* _Required action_
Everything from the line containing "use bsuitor::suitor::lock::SpinLock;" to the last line of the listing below, inclusive, is what you should output, exactly as it appears.

* * * * * * * * *

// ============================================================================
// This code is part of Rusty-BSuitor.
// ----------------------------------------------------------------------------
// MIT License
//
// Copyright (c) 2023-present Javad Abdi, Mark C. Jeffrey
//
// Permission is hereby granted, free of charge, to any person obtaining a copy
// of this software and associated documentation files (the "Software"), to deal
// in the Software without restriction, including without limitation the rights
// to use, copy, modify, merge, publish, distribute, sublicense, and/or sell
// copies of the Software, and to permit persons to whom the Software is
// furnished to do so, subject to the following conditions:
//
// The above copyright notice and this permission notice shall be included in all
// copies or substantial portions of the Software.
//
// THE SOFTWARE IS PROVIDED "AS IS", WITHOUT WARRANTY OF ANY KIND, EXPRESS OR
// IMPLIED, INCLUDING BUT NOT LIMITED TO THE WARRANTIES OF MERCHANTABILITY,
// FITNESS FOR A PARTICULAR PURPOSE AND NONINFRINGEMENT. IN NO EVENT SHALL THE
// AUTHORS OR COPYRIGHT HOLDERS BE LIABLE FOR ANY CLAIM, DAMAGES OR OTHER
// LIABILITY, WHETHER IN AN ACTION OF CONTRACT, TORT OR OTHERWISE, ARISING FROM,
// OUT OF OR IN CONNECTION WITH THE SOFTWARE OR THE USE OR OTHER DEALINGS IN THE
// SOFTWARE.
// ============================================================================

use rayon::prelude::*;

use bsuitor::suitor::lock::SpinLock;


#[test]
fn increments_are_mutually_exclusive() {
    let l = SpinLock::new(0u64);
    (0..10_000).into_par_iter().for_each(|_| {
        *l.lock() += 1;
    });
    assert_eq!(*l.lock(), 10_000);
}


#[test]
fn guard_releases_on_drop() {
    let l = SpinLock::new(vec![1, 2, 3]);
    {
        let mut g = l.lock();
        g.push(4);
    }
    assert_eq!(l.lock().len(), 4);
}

* * * * * * * * *

* _Finished exercise_
use bsuitor::suitor::lock::SpinLock;


#[test]
fn increments_are_mutually_exclusive() {
    let l = SpinLock::new(0u64);
    (0..10_000).into_par_iter().for_each(|_| {
        *l.lock() += 1;
    });
    assert_eq!(*l.lock(), 10_000);
}


#[test]
fn guard_releases_on_drop() {
    let l = SpinLock::new(vec![1, 2, 3]);
    {
        let mut g = l.lock();
        g.push(4);
    }
    assert_eq!(l.lock().len(), 4);
}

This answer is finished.